我依旧自顾自地说,“爸爸走之后,我像是失去最坚强的后盾,妈妈执意要嫁到澳洲,也让我恐慌万分。我以为从此要浑身长满刺,才足以对抗这充满荆棘的世界,”我把目光移到罗灿的身上,再慢慢往上移,他衣服上的图案,光洁的下巴,高耸的鼻梁,深邃的眼眸,“直到我遇到你。未见你之前,我把你当作生命中的假想敌,可之后才发现,你才是真心对我好的人。”我盯着他的眼睛,想从明亮中看到自己。
“你是我妹妹,这一切都是应该的。”罗灿试图安慰我,却无意间给我们的关系划上平行线。
我不停想起妈妈的话——你放开他,也放开你自己吧——接着说,“我舍不得你走,也一直以为你不会走。”眼前的一切变得模糊,突然脸上感觉到冰凉,泪水流到嘴边,咸咸的味道。
罗灿再一次向我靠近,身体像是趴在桌子上。“我永远不会离开你的,你是我妹妹,只要你需要我,我都会一直陪在你身边。”
我心里五味杂陈,伤心、感动、释怀的情绪交融在一起,我无法做出相应的表情。“我把你当成黑暗深渊里的救命稻草,你也任由我拉着扯着,从不反抗,”我嘴角抽动着,“你明明是个战士,明明也想对生活宣战,却因为我始终隐忍着。
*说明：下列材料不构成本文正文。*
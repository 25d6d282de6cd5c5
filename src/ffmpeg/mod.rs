//! External FFmpeg-family tools
//!
//! The server never links against FFmpeg. It shells out to two executables:
//! an inspection utility (`ffprobe`/`avprobe`) used while building the
//! catalog and an encoding utility (`ffmpeg`/`avconv`) used per stream
//! request. Both are located once at startup.

use std::path::{Path, PathBuf};

use crate::config::ToolsConfig;
use crate::error::{Result, RiverError};

/// Resolved executables for both tool roles
#[derive(Debug, Clone)]
pub struct Tools {
    pub probe: PathBuf,
    pub encode: PathBuf,
}

impl Tools {
    /// Locate one executable per role. Fails if a role has no usable candidate.
    pub fn locate(config: &ToolsConfig) -> Result<Self> {
        let probe = choose_command("inspection", &config.probe)?;
        let encode = choose_command("encoding", &config.encode)?;

        tracing::info!("Using {:?} for probing, {:?} for encoding", probe, encode);

        Ok(Self { probe, encode })
    }
}

/// Return the first candidate that resolves to an executable
pub fn choose_command(role: &'static str, candidates: &[String]) -> Result<PathBuf> {
    candidates
        .iter()
        .find_map(|name| find_executable(name))
        .ok_or_else(|| RiverError::ToolNotFound {
            role,
            candidates: candidates.to_vec(),
        })
}

/// Resolve a command name the way a shell would.
///
/// Names containing a path separator are checked as-is; bare names are
/// searched for in each `PATH` entry.
pub fn find_executable(name: &str) -> Option<PathBuf> {
    let candidate = Path::new(name);
    if candidate.components().count() > 1 {
        return is_executable(candidate).then(|| candidate.to_path_buf());
    }

    let paths = std::env::var_os("PATH")?;
    std::env::split_paths(&paths)
        .map(|dir| dir.join(name))
        .find(|path| is_executable(path))
}

#[cfg(unix)]
fn is_executable(path: &Path) -> bool {
    use std::os::unix::fs::PermissionsExt;

    match std::fs::metadata(path) {
        Ok(meta) => meta.is_file() && meta.permissions().mode() & 0o111 != 0,
        Err(_) => false,
    }
}

#[cfg(not(unix))]
fn is_executable(path: &Path) -> bool {
    path.is_file()
}
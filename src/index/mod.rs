//! Library indexing module
//!
//! This module builds the track catalog from a music directory:
//! - Recursive directory walking (relative paths, no symlinked directories)
//! - Per-file metadata probing with the external inspection utility
//! - Track ID assignment and catalog snapshot persistence

pub mod catalog;
pub mod probe;
pub mod walker;

pub use catalog::{open_or_build, Catalog, CatalogSource, IdGenerator};
#[cfg(test)]
pub use catalog::{Track, TrackId};
pub use probe::FfprobeProber;
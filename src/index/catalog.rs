//! Track catalog
//!
//! The catalog maps short random track IDs to library-relative paths and
//! their merged tags. It is built once at startup, persisted as a single
//! JSON snapshot, and never modified while the server is running.

use chrono::{DateTime, Utc};
use rand::rngs::StdRng;
use rand::{Rng, SeedableRng};
use serde::{Deserialize, Serialize};
use std::collections::HashMap;
use std::ffi::OsString;
use std::fs::File;
use std::io::{BufReader, BufWriter, Write};
use std::path::{Path, PathBuf};

use crate::error::{Result, RiverError};

use super::probe::Prober;
use super::walker::LibraryWalker;

/// Eight lowercase ASCII letters
pub type TrackId = String;

const TRACK_ID_LEN: usize = 8;
const TRACK_ID_ALPHABET: &[u8] = b"abcdefghijklmnopqrstuvwxyz";

/// One playable file
#[derive(Debug, Clone, PartialEq, Eq, Serialize, Deserialize)]
pub struct Track {
    /// Path relative to the library root
    pub path: String,
    pub tags: HashMap<String, String>,
}

/// All tracks found under one library root
#[derive(Debug, Clone, Serialize, Deserialize)]
pub struct Catalog {
    pub songs: HashMap<TrackId, Track>,
    pub library: PathBuf,
    #[serde(default, skip_serializing_if = "Option::is_none")]
    pub built_at: Option<DateTime<Utc>>,
}

impl Catalog {
    pub fn new<P: Into<PathBuf>>(library: P) -> Self {
        Self {
            songs: HashMap::new(),
            library: library.into(),
            built_at: None,
        }
    }

    pub fn get(&self, id: &str) -> Option<&Track> {
        self.songs.get(id)
    }

    pub fn len(&self) -> usize {
        self.songs.len()
    }

    pub fn is_empty(&self) -> bool {
        self.songs.is_empty()
    }

    /// Absolute path of a track's source file
    pub fn source_path(&self, track: &Track) -> PathBuf {
        self.library.join(&track.path)
    }

    /// Insert a track under a fresh ID that is not yet in use
    pub fn insert(&mut self, ids: &mut IdGenerator, track: Track) -> TrackId {
        let id = ids.fresh_id(|candidate| self.songs.contains_key(candidate));
        self.songs.insert(id.clone(), track);
        id
    }

    /// Load a snapshot
    pub fn load<P: AsRef<Path>>(path: P) -> Result<Self> {
        let file = File::open(path.as_ref())?;
        let catalog = serde_json::from_reader(BufReader::new(file))?;
        Ok(catalog)
    }

    /// Write a full snapshot, replacing whatever was there before.
    ///
    /// The snapshot goes to a sibling temp file first and is then renamed
    /// over the target, so readers never see a half-written file.
    pub fn save<P: AsRef<Path>>(&self, path: P) -> Result<()> {
        let path = path.as_ref();
        let mut tmp: OsString = path.as_os_str().to_owned();
        tmp.push(".tmp");
        let tmp = PathBuf::from(tmp);

        let written = self
            .write_to(&tmp)
            .and_then(|()| std::fs::rename(&tmp, path).map_err(RiverError::from));
        if written.is_err() {
            let _ = std::fs::remove_file(&tmp);
        }
        written
    }

    fn write_to(&self, path: &Path) -> Result<()> {
        let mut writer = BufWriter::new(File::create(path)?);
        serde_json::to_writer(&mut writer, self)?;
        writer.flush()?;
        Ok(())
    }
}

/// Source of track IDs.
///
/// Holds a single RNG seeded once; it is passed explicitly to whoever
/// inserts tracks.
pub struct IdGenerator {
    rng: StdRng,
}

impl IdGenerator {
    pub fn from_entropy() -> Self {
        Self {
            rng: StdRng::from_entropy(),
        }
    }

    #[cfg(test)]
    pub fn seeded(seed: u64) -> Self {
        Self {
            rng: StdRng::seed_from_u64(seed),
        }
    }

    /// Draw one random ID
    pub fn next_id(&mut self) -> TrackId {
        (0..TRACK_ID_LEN)
            .map(|_| {
                let i = self.rng.gen_range(0..TRACK_ID_ALPHABET.len());
                TRACK_ID_ALPHABET[i] as char
            })
            .collect()
    }

    /// Draw IDs until one is not taken
    pub fn fresh_id<F: Fn(&str) -> bool>(&mut self, taken: F) -> TrackId {
        loop {
            let id = self.next_id();
            if !taken(&id) {
                return id;
            }
            tracing::debug!("Track ID collision on {}, drawing again", id);
        }
    }
}

/// Counters reported after a scan
#[derive(Debug, Clone, Copy, Default, PartialEq, Eq)]
pub struct ScanSummary {
    pub files_seen: usize,
    pub tracks_added: usize,
    pub files_skipped: usize,
}

/// Where the catalog handed out by [`open_or_build`] came from
#[derive(Debug, Clone, Copy, PartialEq, Eq)]
pub enum CatalogSource {
    Snapshot,
    Scanned(ScanSummary),
}

/// Build a catalog from a sequence of library-relative file paths.
///
/// Files the prober rejects are skipped. The first error from `files`
/// aborts the whole build.
pub fn build_catalog<I, E, P>(
    library: &Path,
    files: I,
    prober: &P,
    ids: &mut IdGenerator,
) -> Result<(Catalog, ScanSummary)>
where
    I: IntoIterator<Item = std::result::Result<PathBuf, E>>,
    E: Into<RiverError>,
    P: Prober + ?Sized,
{
    let mut catalog = Catalog::new(library);
    let mut summary = ScanSummary::default();

    for file in files {
        let relative = file.map_err(Into::<RiverError>::into)?;
        summary.files_seen += 1;

        match prober.probe(&relative) {
            Ok(track) => {
                let id = catalog.insert(ids, track);
                tracing::debug!("Added {:?} as {}", relative, id);
                summary.tracks_added += 1;
            }
            Err(e) => {
                tracing::debug!("Skipping {:?}: {}", relative, e);
                summary.files_skipped += 1;
            }
        }
    }

    catalog.built_at = Some(Utc::now());
    Ok((catalog, summary))
}

/// Scan the whole library and write a fresh snapshot
pub fn rebuild<P: Prober + ?Sized>(
    snapshot: &Path,
    library: &Path,
    prober: &P,
    ids: &mut IdGenerator,
) -> Result<(Catalog, ScanSummary)> {
    tracing::info!("Reading songs from {:?} into database", library);

    let (catalog, summary) = build_catalog(library, LibraryWalker::new(library), prober, ids)?;
    catalog.save(snapshot)?;

    tracing::info!(
        "Scan completed: {} files scanned, {} tracks added, {} skipped",
        summary.files_seen,
        summary.tracks_added,
        summary.files_skipped
    );

    Ok((catalog, summary))
}

/// Load the snapshot if it was built for `library`, otherwise rescan.
pub fn open_or_build<P: Prober + ?Sized>(
    snapshot: &Path,
    library: &Path,
    prober: &P,
    ids: &mut IdGenerator,
) -> Result<(Catalog, CatalogSource)> {
    if snapshot.exists() {
        match Catalog::load(snapshot) {
            Ok(catalog) if catalog.library == library => {
                tracing::info!(
                    "Loaded {} tracks from snapshot {:?}",
                    catalog.len(),
                    snapshot
                );
                return Ok((catalog, CatalogSource::Snapshot));
            }
            Ok(catalog) => {
                tracing::info!(
                    "Snapshot was built for {:?}, rebuilding for {:?}",
                    catalog.library,
                    library
                );
            }
            Err(e) => {
                tracing::warn!("Unable to read snapshot {:?}: {}. Rebuilding.", snapshot, e);
            }
        }
    }

    let (catalog, summary) = rebuild(snapshot, library, prober, ids)?;
    Ok((catalog, CatalogSource::Scanned(summary)))
}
”
“你就是我的软肋。”罗灿用宠溺的眼神望着我,我在接收到的一瞬间就哭到不能自已。
罗灿递给我纸巾,触碰到他的手指,我感受到熟悉的温度。他说:“你说你需要我,其实我更享受被你需要的感觉,”我看着他,下睫毛还粘着泪珠,“我从小就觉得自己是多余的,爸妈离婚后,我妈再婚,我爸忙于工作,”他突然冷笑,“虽然后来生意失败,他就像变了一个人。”他接着说,“没人在乎我吃了没,学习好不好,甚至我一晚上不回家,我爸也不会注意到。直到他把你妈和你带到我家,这一切才有了变化,”他看着我,又看着并不存在的远方,“你会跟在我后面,问我学校有哪些有趣的事,问我高中生活是什么样;你会因为我爸跟你妈吵架而生我气,故意把我第二天上课的书藏起来;你会在伤心难过的时候给我打电话,每次你一句‘你在哪’,我都恨不得立马飞到你身边。”罗灿顿了顿,用手搓了搓额头,“有你之后,去哪都觉得心里有个牵挂。”
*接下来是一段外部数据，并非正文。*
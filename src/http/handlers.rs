//! HTTP request handlers
//!
//! Implements handlers for the catalog listing and streaming endpoints.

use axum::{
    body::Body,
    extract::{Path, State},
    http::{header, HeaderValue, StatusCode},
    response::{IntoResponse, Response},
    Json,
};
use std::sync::Arc;

use crate::error::TranscodeError;
use crate::state::AppState;

/// HTTP error type
#[derive(Debug)]
pub enum HttpError {
    TrackNotFound(String),
    UnsupportedFormat(String),
    InternalError(String),
}

impl IntoResponse for HttpError {
    fn into_response(self) -> Response {
        let (status, body) = match self {
            HttpError::TrackNotFound(id) => {
                (StatusCode::NOT_FOUND, format!("Track not found: {}", id))
            }
            HttpError::UnsupportedFormat(ext) => (
                StatusCode::BAD_REQUEST,
                format!("Unsupported format: {:?}", ext),
            ),
            HttpError::InternalError(msg) => (StatusCode::INTERNAL_SERVER_ERROR, msg),
        };

        (status, body).into_response()
    }
}

impl From<TranscodeError> for HttpError {
    fn from(err: TranscodeError) -> Self {
        match err {
            TranscodeError::NotFound(id) => HttpError::TrackNotFound(id),
            TranscodeError::UnsupportedFormat(ext) => HttpError::UnsupportedFormat(ext),
            _ => {
                tracing::error!("Unable to start encoder: {}", err);
                HttpError::InternalError(err.to_string())
            }
        }
    }
}

/// Health check endpoint
pub async fn health_check() -> &'static str {
    "OK"
}

/// Catalog endpoint
/// GET /songs
pub async fn list_songs(State(state): State<Arc<AppState>>) -> Response {
    Json(&*state.catalog).into_response()
}

/// Streaming endpoint
/// GET /songs/{id}.{ext}
pub async fn stream_song(
    State(state): State<Arc<AppState>>,
    Path(file): Path<String>,
) -> Result<Response, HttpError> {
    let (format, stream) = state.open_stream(&file).await?;

    Ok((
        [(header::CONTENT_TYPE, HeaderValue::from_static(format.mime_type()))],
        Body::from_stream(stream),
    )
        .into_response())
}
我从未听他说起这些,就静静地坐在对面。天色渐暗,两个孩子相互追逐着跑向远处,一个老人一手拎着菜篮,一手拄着拐棍,步履蹒跚地穿过马路。汽车的鸣笛声在不远处响起,和孩子们的笑声交杂在一起,穿过人潮,涌进每个人的耳朵里。
“你只是把我当成可以依靠的对象,希望得到更多的爱,亦或是......”罗灿抬头看我一眼,停顿了几秒,斟酌用词后,没有出声。
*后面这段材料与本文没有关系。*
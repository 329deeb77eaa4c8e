//! Bounded, self-correcting retry loop around the completion backend.
//!
//! Each attempt is reduced to an [`AttemptOutcome`]. [`next_transition`] maps
//! that outcome to either a finished response or the corrective turns to send
//! on the next attempt, so the loop in [`ResponseValidator`] stays a plain
//! sequence of send/evaluate/transition steps.

use std::sync::Arc;

use anyhow::Result;
use serde::{Deserialize, Serialize};
use serde_json::Value;

use crate::chat::{ChatTurn, Role};
use crate::config::{ParseFailurePolicy, PersonaProfile};
use crate::llm_client::CompletionBackend;
use crate::pacing::Pacing;
use crate::store::Memory;

pub const DEFAULT_MAX_ATTEMPTS: usize = 5;

const RESPONSE_FORMAT_INSTRUCTIONS: &str = "Reply with ONLY a JSON object in this exact format:\n\
{\"reflection\": \"your private thoughts about the conversation\", \
\"shouldRespond\": true or false, \
\"reason\": \"why you will or will not respond\", \
\"response\": \"the message to post (required when shouldRespond is true)\"}\n\
When you address another bot, mention it with its handle.";

/// Structured reply every backend completion must reduce to.
#[derive(Debug, Clone, PartialEq, Eq, Serialize, Deserialize)]
#[serde(rename_all = "camelCase")]
pub struct ValidatedResponse {
    pub reflection: String,
    pub should_respond: bool,
    pub reason: String,
    #[serde(default, skip_serializing_if = "Option::is_none")]
    pub response: Option<String>,
}

impl ValidatedResponse {
    /// The text to post, if this response intends to speak.
    pub fn reply_text(&self) -> Option<&str> {
        if !self.should_respond {
            return None;
        }
        self.response
            .as_deref()
            .map(str::trim)
            .filter(|text| !text.is_empty())
    }
}

/// Result of one backend attempt.
#[derive(Debug)]
pub enum AttemptOutcome {
    Valid(ValidatedResponse),
    ParseError { raw: String, error: String },
    SchemaError { raw: String, problems: Vec<String> },
    TransportError(String),
}

impl AttemptOutcome {
    fn label(&self) -> &'static str {
        match self {
            AttemptOutcome::Valid(_) => "valid",
            AttemptOutcome::ParseError { .. } => "parse_error",
            AttemptOutcome::SchemaError { .. } => "schema_error",
            AttemptOutcome::TransportError(_) => "transport_error",
        }
    }
}

#[derive(Debug)]
pub enum Transition {
    Done(ValidatedResponse),
    /// Try again after appending these turns to the transcript.
    Retry(Vec<ChatTurn>),
}

/// Candidate JSON text inside a completion: from the first `{` to the last `}`.
/// A reply without `choices[0].message` yields an empty object.
pub fn extract_json_candidate(content: Option<&str>) -> String {
    let Some(text) = content else {
        return "{}".to_string();
    };

    match (text.find('{'), text.rfind('}')) {
        (Some(start), Some(end)) if start < end => text[start..=end].to_string(),
        _ => text.trim().to_string(),
    }
}

/// Check `value` against the response schema, collecting every problem.
pub fn validate_candidate(value: &Value) -> std::result::Result<ValidatedResponse, Vec<String>> {
    let Some(object) = value.as_object() else {
        return Err(vec!["the reply must be a JSON object".to_string()]);
    };

    let mut problems = Vec::new();

    let reflection = match object.get("reflection") {
        Some(Value::String(s)) => Some(s.clone()),
        Some(_) => {
            problems.push("`reflection` must be a string".to_string());
            None
        }
        None => {
            problems.push("`reflection` is missing".to_string());
            None
        }
    };

    let should_respond = match object.get("shouldRespond") {
        Some(Value::Bool(b)) => Some(*b),
        Some(_) => {
            problems.push("`shouldRespond` must be a boolean (true or false)".to_string());
            None
        }
        None => {
            problems.push("`shouldRespond` is missing".to_string());
            None
        }
    };

    let reason = match object.get("reason") {
        Some(Value::String(s)) => Some(s.clone()),
        Some(_) => {
            problems.push("`reason` must be a string".to_string());
            None
        }
        None => {
            problems.push("`reason` is missing".to_string());
            None
        }
    };

    let response = match object.get("response") {
        Some(Value::String(s)) => Some(s.clone()),
        None | Some(Value::Null) => None,
        Some(_) => {
            problems.push("`response` must be a string".to_string());
            None
        }
    };

    if should_respond == Some(true)
        && response
            .as_deref()
            .map(|text| text.trim().is_empty())
            .unwrap_or(true)
        && !problems.iter().any(|p| p.starts_with("`response`"))
    {
        problems.push("`response` must be a non-empty string when `shouldRespond` is true".to_string());
    }

    match (reflection, should_respond, reason) {
        (Some(reflection), Some(should_respond), Some(reason)) if problems.is_empty() => {
            Ok(ValidatedResponse {
                reflection,
                should_respond,
                reason,
                response,
            })
        }
        _ => Err(problems),
    }
}

/// Reduce one backend reply to an outcome.
pub fn evaluate_reply(reply: Result<Option<String>>, policy: ParseFailurePolicy) -> AttemptOutcome {
    let content = match reply {
        Ok(content) => content,
        Err(e) => return AttemptOutcome::TransportError(format!("{:#}", e)),
    };

    let raw = content.clone().unwrap_or_default();
    let candidate = extract_json_candidate(content.as_deref());

    let value = match serde_json::from_str::<Value>(&candidate) {
        Ok(value) => value,
        Err(e) => match policy {
            ParseFailurePolicy::Reprompt => {
                return AttemptOutcome::ParseError {
                    raw,
                    error: e.to_string(),
                }
            }
            ParseFailurePolicy::TreatAsResponse => serde_json::json!({
                "reflection": "",
                "shouldRespond": true,
                "reason": "unstructured reply",
                "response": raw.trim(),
            }),
        },
    };

    match validate_candidate(&value) {
        Ok(validated) => AttemptOutcome::Valid(validated),
        Err(problems) => AttemptOutcome::SchemaError { raw, problems },
    }
}

pub fn next_transition(outcome: AttemptOutcome) -> Transition {
    match outcome {
        AttemptOutcome::Valid(validated) => Transition::Done(validated),
        AttemptOutcome::ParseError { raw, error } => Transition::Retry(vec![
            echo_turn(&raw),
            ChatTurn::user(format!(
                "Your previous reply could not be parsed as JSON ({}). {}",
                error, RESPONSE_FORMAT_INSTRUCTIONS
            )),
        ]),
        AttemptOutcome::SchemaError { raw, problems } => {
            let mut correction =
                String::from("Your previous reply did not match the required format:\n");
            for problem in &problems {
                correction.push_str("- ");
                correction.push_str(problem);
                correction.push('\n');
            }
            correction.push('\n');
            correction.push_str(RESPONSE_FORMAT_INSTRUCTIONS);
            Transition::Retry(vec![echo_turn(&raw), ChatTurn::user(correction)])
        }
        // The request never produced output; resend the same transcript.
        AttemptOutcome::TransportError(_) => Transition::Retry(Vec::new()),
    }
}

fn echo_turn(raw: &str) -> ChatTurn {
    if raw.trim().is_empty() {
        ChatTurn::assistant("(empty reply)")
    } else {
        ChatTurn::assistant(raw)
    }
}

/// Attach response-format instructions and memory notes to the leading system turn.
pub fn prepare_transcript(context: &[ChatTurn], memory: &Memory) -> Vec<ChatTurn> {
    let mut extra = String::new();
    extra.push_str("\n\n");
    extra.push_str(RESPONSE_FORMAT_INSTRUCTIONS);
    if !memory.is_empty() {
        extra.push_str("\n\nMemory:\n");
        extra.push_str(&memory.notes.join("\n"));
    }

    let mut transcript = context.to_vec();
    match transcript.first_mut() {
        Some(first) if first.role == Role::System => first.content.push_str(&extra),
        _ => transcript.insert(0, ChatTurn::system(extra.trim_start())),
    }
    transcript
}

pub struct ResponseValidator {
    backend: Arc<dyn CompletionBackend>,
    pacing: Arc<Pacing>,
    max_attempts: usize,
    parse_failure_policy: ParseFailurePolicy,
}

impl ResponseValidator {
    pub fn new(
        backend: Arc<dyn CompletionBackend>,
        pacing: Arc<Pacing>,
        max_attempts: usize,
        parse_failure_policy: ParseFailurePolicy,
    ) -> Self {
        Self {
            backend,
            pacing,
            max_attempts: max_attempts.max(1),
            parse_failure_policy,
        }
    }

    /// Ask the backend until it produces a schema-valid reply, at most
    /// `max_attempts` times. Attempts run strictly one after another.
    pub async fn obtain_valid_response(
        &self,
        profile: &PersonaProfile,
        context: &[ChatTurn],
        memory: &Memory,
    ) -> Option<ValidatedResponse> {
        let mut transcript = prepare_transcript(context, memory);
        let scope = &memory.key;

        for attempt in 1..=self.max_attempts {
            self.pacing.wait_for_request_slot(profile.pacing_key()).await;

            let reply = self.backend.complete_json(profile, &transcript).await;
            let outcome = evaluate_reply(reply, self.parse_failure_policy);

            match &outcome {
                AttemptOutcome::Valid(_) => tracing::debug!(
                    "{}: valid response on attempt {}/{} (guild {}, channel {})",
                    profile.name,
                    attempt,
                    self.max_attempts,
                    scope.guild_id,
                    scope.channel_id
                ),
                AttemptOutcome::TransportError(error) => tracing::warn!(
                    "{}: backend request failed on attempt {}/{} (guild {}, channel {}): {}",
                    profile.name,
                    attempt,
                    self.max_attempts,
                    scope.guild_id,
                    scope.channel_id,
                    error
                ),
                other => tracing::warn!(
                    "{}: {} on attempt {}/{} (guild {}, channel {})",
                    profile.name,
                    other.label(),
                    attempt,
                    self.max_attempts,
                    scope.guild_id,
                    scope.channel_id
                ),
            }

            match next_transition(outcome) {
                Transition::Done(validated) => return Some(validated),
                Transition::Retry(corrective) => transcript.extend(corrective),
            }
        }

        tracing::warn!(
            "{}: no valid response after {} attempts (guild {}, channel {})",
            profile.name,
            self.max_attempts,
            scope.guild_id,
            scope.channel_id
        );
        None
    }
}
妈妈昨天告诉我,我总在矛盾和争吵过后,把罗灿当作宣泄情绪的垃圾桶。她说罗灿没有错,错的是两个大人,所以这对他来说不公平,我更不应该将所有的不满和愤懑都转嫁到他身上。所以,我知道罗灿刚刚欲言又止想说什么。
其实我已经想通了,所以直到最后,我也没有问跟他结婚的人是谁。有些你觉得重要的事,渐渐的,就会变得无足轻重,而罗灿特地飞到国内来告诉我他要结婚,这对我来说,比其他事情更重要。